--- Supplied entries ---
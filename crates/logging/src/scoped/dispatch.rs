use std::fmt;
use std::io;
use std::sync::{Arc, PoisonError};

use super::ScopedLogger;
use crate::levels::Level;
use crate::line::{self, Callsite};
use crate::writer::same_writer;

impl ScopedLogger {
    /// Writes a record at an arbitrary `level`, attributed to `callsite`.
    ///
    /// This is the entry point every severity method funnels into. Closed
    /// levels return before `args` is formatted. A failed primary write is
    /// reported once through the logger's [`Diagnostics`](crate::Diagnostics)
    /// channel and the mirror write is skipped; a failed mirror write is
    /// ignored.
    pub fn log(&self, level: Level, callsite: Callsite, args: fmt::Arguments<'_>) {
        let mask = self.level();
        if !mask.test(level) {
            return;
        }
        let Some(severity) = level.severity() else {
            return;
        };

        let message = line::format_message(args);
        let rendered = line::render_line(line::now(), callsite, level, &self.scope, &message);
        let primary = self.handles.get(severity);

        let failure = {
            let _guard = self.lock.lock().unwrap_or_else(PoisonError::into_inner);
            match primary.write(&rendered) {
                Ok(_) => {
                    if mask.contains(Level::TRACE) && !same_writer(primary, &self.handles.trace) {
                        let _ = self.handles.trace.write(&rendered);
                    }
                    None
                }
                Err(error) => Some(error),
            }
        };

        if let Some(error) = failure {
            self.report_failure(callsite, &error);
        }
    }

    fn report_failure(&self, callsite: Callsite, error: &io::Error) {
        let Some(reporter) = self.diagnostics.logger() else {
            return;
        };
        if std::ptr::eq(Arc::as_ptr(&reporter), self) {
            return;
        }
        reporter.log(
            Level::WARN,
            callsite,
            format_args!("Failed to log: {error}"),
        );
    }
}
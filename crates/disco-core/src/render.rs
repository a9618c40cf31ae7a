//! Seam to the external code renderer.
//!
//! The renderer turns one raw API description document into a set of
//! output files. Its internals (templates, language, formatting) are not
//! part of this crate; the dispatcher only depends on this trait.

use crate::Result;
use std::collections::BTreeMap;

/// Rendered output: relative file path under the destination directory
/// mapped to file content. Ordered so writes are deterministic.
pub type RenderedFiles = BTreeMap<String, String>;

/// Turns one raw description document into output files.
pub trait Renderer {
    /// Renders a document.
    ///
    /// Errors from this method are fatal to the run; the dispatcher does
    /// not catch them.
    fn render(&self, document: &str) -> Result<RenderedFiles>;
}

...

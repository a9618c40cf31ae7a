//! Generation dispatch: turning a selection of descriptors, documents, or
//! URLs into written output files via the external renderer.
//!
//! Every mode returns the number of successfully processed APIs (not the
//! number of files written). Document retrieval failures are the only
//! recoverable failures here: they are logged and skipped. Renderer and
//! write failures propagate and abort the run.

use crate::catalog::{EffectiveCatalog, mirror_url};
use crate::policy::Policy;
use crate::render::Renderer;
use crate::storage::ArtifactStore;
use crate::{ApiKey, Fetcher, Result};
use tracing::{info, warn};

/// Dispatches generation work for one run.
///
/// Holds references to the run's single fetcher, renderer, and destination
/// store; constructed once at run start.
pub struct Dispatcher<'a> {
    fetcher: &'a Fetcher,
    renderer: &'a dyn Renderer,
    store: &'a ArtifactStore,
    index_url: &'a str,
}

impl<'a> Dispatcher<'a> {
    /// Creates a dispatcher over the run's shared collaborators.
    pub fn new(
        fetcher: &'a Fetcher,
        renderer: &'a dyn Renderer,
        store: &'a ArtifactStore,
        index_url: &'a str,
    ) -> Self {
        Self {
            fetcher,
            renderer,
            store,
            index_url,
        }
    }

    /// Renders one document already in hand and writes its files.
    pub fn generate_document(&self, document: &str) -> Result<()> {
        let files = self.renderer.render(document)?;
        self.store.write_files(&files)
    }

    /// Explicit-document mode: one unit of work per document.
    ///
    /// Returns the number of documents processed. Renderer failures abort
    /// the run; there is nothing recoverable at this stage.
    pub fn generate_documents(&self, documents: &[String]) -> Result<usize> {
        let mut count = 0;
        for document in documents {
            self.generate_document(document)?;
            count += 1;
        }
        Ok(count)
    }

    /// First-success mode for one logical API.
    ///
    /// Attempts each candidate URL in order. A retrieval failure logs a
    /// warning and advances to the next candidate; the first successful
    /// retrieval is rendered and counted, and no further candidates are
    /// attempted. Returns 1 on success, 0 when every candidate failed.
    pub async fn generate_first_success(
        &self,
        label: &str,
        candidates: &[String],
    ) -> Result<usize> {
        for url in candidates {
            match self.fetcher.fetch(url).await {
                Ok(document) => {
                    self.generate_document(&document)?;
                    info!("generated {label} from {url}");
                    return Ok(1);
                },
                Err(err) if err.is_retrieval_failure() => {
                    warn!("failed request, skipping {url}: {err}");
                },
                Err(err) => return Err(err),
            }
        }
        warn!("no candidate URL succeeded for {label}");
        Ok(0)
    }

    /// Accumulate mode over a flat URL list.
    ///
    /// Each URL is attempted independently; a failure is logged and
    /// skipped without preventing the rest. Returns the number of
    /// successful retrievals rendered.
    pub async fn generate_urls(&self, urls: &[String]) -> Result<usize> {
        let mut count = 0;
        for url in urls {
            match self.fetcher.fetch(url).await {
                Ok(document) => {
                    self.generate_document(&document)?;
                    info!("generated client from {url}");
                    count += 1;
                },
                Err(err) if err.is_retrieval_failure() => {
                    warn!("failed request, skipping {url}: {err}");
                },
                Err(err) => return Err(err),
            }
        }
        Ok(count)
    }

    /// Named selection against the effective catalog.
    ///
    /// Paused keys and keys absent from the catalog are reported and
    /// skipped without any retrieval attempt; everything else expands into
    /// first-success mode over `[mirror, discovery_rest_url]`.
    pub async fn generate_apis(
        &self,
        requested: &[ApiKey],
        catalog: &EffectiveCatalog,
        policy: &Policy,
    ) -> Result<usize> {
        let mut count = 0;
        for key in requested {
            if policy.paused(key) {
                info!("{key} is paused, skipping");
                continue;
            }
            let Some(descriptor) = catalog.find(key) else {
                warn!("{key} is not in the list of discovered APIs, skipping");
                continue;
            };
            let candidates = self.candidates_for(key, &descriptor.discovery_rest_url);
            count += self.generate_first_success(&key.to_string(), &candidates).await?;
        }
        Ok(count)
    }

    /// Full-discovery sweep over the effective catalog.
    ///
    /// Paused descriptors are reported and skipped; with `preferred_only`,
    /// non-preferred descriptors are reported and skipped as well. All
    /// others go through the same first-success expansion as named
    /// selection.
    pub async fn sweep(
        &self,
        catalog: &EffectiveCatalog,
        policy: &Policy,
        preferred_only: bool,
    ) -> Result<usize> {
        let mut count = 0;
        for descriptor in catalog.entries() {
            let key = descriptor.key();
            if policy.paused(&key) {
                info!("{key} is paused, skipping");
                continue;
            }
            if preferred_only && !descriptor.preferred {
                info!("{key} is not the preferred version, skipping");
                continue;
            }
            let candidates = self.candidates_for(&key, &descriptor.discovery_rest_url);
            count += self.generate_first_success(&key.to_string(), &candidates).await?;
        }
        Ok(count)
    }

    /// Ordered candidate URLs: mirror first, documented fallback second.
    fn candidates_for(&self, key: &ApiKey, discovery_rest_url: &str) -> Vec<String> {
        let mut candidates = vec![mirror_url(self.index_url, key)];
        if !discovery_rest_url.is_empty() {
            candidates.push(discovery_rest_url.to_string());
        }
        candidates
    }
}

--- Problem to work on ---
Select every line above that contains the word "levels", and copy it.

--- Response area ---
use crate::levels::Level;
    /// levels return before `args` is formatted. A failed primary write is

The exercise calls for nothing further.